Globalisation Flashcards
What is globalisation?
The widening, deepening and speeding up of worldwide interconnectedness in all aspects of contemporary social, cultural and financial aspects (Held & McGrew, 1993).
How many steps are there to internationalisation?
6 steps
What are the steps to internationalisation?
- Casual Involvement: Does no try to internationalise: one off trades.
- Indirect Export: does no intent to go internationally but is then by resellers.
- Direct Export: Firm has an export department.
- Foreign Involvement w/o Investment: Launch a product in a foreign market but doesn’t want to establish production but uses a domestic investor.
- Foreign Involvement w/ Investment: Firm finance the establishment of production facilities.
- Multi-national operations: Firms see globe as their market place with production & establishment all over the world.
According to Yip (2002) what 2 factors need to be balanced in order to have a good strategy to globalisation?
- The globalisation of the potential industry
2. The degree of standardisation which needs to be adopted to the selling strategy/product
What might influence the standardisation/adaption of a product trying to globalise?
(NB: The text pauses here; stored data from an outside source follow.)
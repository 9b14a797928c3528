//! Persistence boundary for assistants, chats and messages.

use async_trait::async_trait;
use shared::models::{Assistant, Chat, Message, MessageRole};
use thiserror::Error;
use uuid::Uuid;

#[derive(Debug, Error)]
pub enum StoreError {
    #[error("database error: {0}")]
    Database(#[from] sqlx::Error),
    #[error("validation error: {0}")]
    Validation(String),
    #[error("not found: {0}")]
    NotFound(String),
}

impl StoreError {
    /// Maps constraint violations onto domain errors; everything else stays a
    /// database error.
    pub(crate) fn from_db_error(err: sqlx::Error, missing: &str) -> Self {
        if let sqlx::Error::Database(db) = &err {
            match db.code().as_deref() {
                // foreign_key_violation
                Some("23503") => return StoreError::NotFound(missing.to_string()),
                // check_violation
                Some("23514") => return StoreError::Validation(db.message().to_string()),
                _ => {}
            }
        }
        StoreError::Database(err)
    }
}

pub type StoreResult<T> = Result<T, StoreError>;

#[derive(Debug, Clone)]
pub struct NewAssistant {
    pub name: String,
    pub description: String,
    pub system_prompt: String,
    pub model: String,
}

#[derive(Debug, Clone)]
pub struct NewChat {
    pub title: String,
    pub user_fingerprint: String,
    pub assistant_id: Option<Uuid>,
}

/// A validated message ready to be appended.
#[derive(Debug, Clone, PartialEq, Eq)]
pub struct NewMessage {
    pub role: MessageRole,
    pub content: String,
    pub token_count: i64,
    pub system_prompt_tokens: i64,
}

/// Result of an append. A duplicate is a successful no-op carrying the
/// message that was already stored.
#[derive(Debug, Clone, PartialEq, Eq)]
pub enum AppendOutcome {
    Created(Message),
    Duplicate(Message),
}

impl AppendOutcome {
    #[must_use]
    pub fn is_duplicate(&self) -> bool {
        matches!(self, Self::Duplicate(_))
    }

    #[must_use]
    pub fn message(&self) -> &Message {
        match self {
            Self::Created(message) | Self::Duplicate(message) => message,
        }
    }

    #[must_use]
    pub fn into_message(self) -> Message {
        match self {
            Self::Created(message) | Self::Duplicate(message) => message,
        }
    }
}

/// A message joined with the owning chat's grouping keys.
#[derive(Debug, Clone, PartialEq, Eq)]
pub struct MessageRecord {
    pub message: Message,
    pub user_fingerprint: String,
    pub assistant_id: Option<Uuid>,
}

/// Storage backend. Implemented for Postgres and for an in-process map used
/// when no database is configured.
#[async_trait]
pub trait ChatStore: Send + Sync {
    /// Backend label for logs.
    fn backend(&self) -> &'static str;

    async fn ping(&self) -> StoreResult<()>;

    async fn create_assistant(&self, new: NewAssistant) -> StoreResult<Assistant>;
    async fn get_assistant(&self, id: Uuid) -> StoreResult<Option<Assistant>>;
    /// All assistants ordered by name.
    async fn list_assistants(&self) -> StoreResult<Vec<Assistant>>;

    /// Fails with [`StoreError::NotFound`] when `assistant_id` is unknown.
    async fn create_chat(&self, new: NewChat) -> StoreResult<Chat>;
    async fn get_chat(&self, id: Uuid) -> StoreResult<Option<Chat>>;
    async fn list_chats(&self) -> StoreResult<Vec<Chat>>;
    /// Chats of one user, most recently updated first.
    async fn list_chats_for_user(&self, fingerprint: &str) -> StoreResult<Vec<Chat>>;

    /// Appends a message unless one with the same role and content already
    /// exists in the chat. Touches the chat's `updated_at` on creation.
    async fn append_message(&self, chat_id: Uuid, new: NewMessage) -> StoreResult<AppendOutcome>;
    /// Messages of one chat, oldest first.
    async fn list_messages(&self, chat_id: Uuid) -> StoreResult<Vec<Message>>;
    /// Overwrites the token figures of one message with provider-reported values.
    async fn correct_usage(
        &self,
        chat_id: Uuid,
        message_id: Uuid,
        token_count: Option<i64>,
        system_prompt_tokens: Option<i64>,
    ) -> StoreResult<Message>;
    /// Removes every message of a chat and returns how many were deleted.
    async fn delete_messages(&self, chat_id: Uuid) -> StoreResult<u64>;

    /// Every message with its chat's grouping keys, oldest first.
    async fn message_records(&self) -> StoreResult<Vec<MessageRecord>>;
}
- Political & regulatory elements may differ
- The economic development of the country
- Culture & market segments
- How the consumers, channels & advertising may differ
- Industry contains
- Product life cycle stage
What might influence the standardisation/adaption of a product trying to globalise?
- Political & regulatory elements may differ
- The economic development of the country
- Culture & market segments
- How the consumers, channels & advertising may differ
- Industry contains
- Product life cycle stage
What might influence the choice of a firm to globalise? And affect the choice to standardisation/adaption of the product/service.
- Political & regulatory elements may differ
- The economic development of the country
- Culture & market segments
- How the consumers, channels & advertising may differ
- Industry contains
- Product life cycle stage
PESTLE
What are some benefits of standardisation?
- Economies of scale; reduced costs
- Keeping brand image intact
- Might be no need to standardised
What are some elements that are considered when thinking about standardisation/adaption?
- Distribution channels
- Local tastes
- Demographic profiles
- Packaging (language/info requirements)
- Marketing
Explain Doole & Lowe’s 2008 risk and control to market entry?
- Indirect exporting: piggybacking/trading companies (LOWEST RISKxLOWEST CONTROL).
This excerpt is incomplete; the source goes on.